---- RECORDED INFORMATION

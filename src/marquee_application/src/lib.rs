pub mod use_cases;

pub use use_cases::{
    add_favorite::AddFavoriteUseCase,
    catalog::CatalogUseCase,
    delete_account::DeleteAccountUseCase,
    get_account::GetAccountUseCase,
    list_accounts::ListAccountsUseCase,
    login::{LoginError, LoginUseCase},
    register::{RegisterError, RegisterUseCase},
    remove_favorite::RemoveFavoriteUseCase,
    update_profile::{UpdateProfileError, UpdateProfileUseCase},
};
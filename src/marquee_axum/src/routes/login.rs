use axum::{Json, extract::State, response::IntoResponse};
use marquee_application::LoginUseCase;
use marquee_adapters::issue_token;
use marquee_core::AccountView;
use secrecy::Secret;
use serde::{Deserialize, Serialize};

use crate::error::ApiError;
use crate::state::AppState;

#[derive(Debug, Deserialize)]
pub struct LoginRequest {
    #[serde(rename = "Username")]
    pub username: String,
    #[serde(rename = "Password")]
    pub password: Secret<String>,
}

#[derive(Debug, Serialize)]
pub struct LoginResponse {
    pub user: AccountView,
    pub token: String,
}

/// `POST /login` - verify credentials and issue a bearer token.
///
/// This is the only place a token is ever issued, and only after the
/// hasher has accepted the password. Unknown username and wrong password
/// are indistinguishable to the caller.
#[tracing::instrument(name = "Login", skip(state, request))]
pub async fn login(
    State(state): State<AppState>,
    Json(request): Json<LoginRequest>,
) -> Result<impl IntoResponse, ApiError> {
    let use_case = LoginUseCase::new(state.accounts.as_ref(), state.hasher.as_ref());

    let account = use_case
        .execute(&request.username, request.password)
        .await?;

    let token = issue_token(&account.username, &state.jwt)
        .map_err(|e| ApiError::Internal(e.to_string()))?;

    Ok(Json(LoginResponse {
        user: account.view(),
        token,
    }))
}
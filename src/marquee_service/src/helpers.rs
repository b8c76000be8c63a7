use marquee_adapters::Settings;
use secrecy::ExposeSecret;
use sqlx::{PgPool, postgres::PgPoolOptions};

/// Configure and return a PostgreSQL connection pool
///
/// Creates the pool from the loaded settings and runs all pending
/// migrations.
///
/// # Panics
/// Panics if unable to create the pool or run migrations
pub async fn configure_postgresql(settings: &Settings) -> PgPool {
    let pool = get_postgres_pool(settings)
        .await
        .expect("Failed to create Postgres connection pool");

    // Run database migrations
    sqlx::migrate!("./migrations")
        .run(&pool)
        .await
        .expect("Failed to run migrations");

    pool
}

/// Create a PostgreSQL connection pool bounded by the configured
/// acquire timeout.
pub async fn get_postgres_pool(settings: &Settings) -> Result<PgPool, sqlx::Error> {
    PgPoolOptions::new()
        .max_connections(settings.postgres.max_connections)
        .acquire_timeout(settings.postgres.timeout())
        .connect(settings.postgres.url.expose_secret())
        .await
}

--------
---- RECORDED INFORMATION

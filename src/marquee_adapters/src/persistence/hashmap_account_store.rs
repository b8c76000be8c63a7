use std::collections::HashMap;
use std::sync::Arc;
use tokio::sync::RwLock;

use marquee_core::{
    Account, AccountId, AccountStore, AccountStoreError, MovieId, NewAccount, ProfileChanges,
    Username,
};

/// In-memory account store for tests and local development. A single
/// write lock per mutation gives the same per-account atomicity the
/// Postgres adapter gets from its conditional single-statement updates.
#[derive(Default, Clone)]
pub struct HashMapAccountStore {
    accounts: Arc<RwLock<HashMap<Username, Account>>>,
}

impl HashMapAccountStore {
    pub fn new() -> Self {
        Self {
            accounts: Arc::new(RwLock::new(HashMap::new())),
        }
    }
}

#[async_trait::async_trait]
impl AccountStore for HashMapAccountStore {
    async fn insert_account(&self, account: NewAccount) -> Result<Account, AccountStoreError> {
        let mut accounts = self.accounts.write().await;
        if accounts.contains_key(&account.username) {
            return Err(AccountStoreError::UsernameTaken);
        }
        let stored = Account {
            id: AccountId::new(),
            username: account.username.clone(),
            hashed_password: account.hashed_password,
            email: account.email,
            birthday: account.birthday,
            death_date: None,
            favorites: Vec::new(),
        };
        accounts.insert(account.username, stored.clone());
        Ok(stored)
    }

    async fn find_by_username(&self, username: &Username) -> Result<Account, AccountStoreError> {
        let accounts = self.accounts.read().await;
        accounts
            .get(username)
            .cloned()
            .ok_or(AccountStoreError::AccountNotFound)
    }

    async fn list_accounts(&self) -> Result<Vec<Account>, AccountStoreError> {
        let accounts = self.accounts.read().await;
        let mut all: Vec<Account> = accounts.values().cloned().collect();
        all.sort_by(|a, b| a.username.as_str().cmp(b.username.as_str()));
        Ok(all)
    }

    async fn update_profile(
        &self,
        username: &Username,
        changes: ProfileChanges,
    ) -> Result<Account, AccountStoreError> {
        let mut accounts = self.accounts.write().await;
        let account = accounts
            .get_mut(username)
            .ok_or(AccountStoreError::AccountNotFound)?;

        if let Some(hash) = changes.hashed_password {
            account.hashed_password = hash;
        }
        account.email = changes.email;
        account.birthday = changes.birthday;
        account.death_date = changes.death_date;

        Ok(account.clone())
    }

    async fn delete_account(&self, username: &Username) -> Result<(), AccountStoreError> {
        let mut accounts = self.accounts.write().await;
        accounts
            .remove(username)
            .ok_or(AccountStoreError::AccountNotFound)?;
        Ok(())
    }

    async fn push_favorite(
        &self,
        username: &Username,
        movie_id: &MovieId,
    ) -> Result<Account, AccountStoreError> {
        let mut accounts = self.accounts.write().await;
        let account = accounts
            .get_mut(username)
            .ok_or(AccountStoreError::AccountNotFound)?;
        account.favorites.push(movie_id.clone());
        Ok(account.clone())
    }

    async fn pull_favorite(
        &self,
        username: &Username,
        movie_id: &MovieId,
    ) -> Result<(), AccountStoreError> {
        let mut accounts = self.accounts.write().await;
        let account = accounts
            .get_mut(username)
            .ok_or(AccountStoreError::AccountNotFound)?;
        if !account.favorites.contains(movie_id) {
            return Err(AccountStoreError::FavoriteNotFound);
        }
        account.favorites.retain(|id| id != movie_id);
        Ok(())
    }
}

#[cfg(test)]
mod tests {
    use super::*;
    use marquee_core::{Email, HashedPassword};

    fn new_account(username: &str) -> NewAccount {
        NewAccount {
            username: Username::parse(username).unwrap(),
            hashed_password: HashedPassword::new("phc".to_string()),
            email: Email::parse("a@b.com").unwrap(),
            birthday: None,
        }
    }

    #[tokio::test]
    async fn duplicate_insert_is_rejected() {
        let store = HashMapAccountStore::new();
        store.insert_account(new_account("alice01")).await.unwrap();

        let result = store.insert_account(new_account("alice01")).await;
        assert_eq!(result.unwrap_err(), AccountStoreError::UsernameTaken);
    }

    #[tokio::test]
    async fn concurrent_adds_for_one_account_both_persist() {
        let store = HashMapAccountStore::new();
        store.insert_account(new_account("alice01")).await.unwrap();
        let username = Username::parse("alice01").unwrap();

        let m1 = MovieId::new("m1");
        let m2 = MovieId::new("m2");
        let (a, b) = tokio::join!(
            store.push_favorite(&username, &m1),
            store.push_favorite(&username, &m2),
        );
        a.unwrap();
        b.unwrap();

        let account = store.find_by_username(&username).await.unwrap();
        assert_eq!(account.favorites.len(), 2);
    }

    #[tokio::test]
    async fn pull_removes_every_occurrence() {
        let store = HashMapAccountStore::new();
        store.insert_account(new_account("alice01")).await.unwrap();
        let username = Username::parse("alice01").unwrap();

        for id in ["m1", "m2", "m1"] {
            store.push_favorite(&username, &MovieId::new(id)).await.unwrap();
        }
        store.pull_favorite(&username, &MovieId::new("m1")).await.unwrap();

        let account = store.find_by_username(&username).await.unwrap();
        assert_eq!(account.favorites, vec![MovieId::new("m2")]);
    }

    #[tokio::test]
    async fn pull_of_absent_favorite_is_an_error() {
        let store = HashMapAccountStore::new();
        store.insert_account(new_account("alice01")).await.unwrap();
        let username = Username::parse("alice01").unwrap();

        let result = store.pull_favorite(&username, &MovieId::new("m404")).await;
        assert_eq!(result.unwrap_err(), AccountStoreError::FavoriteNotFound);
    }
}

--------

PROBLEM TO SOLVE: For the listing above, how many lines contain the word "sqlx"? Respond with nothing but the number.

FINISHED TASK: 3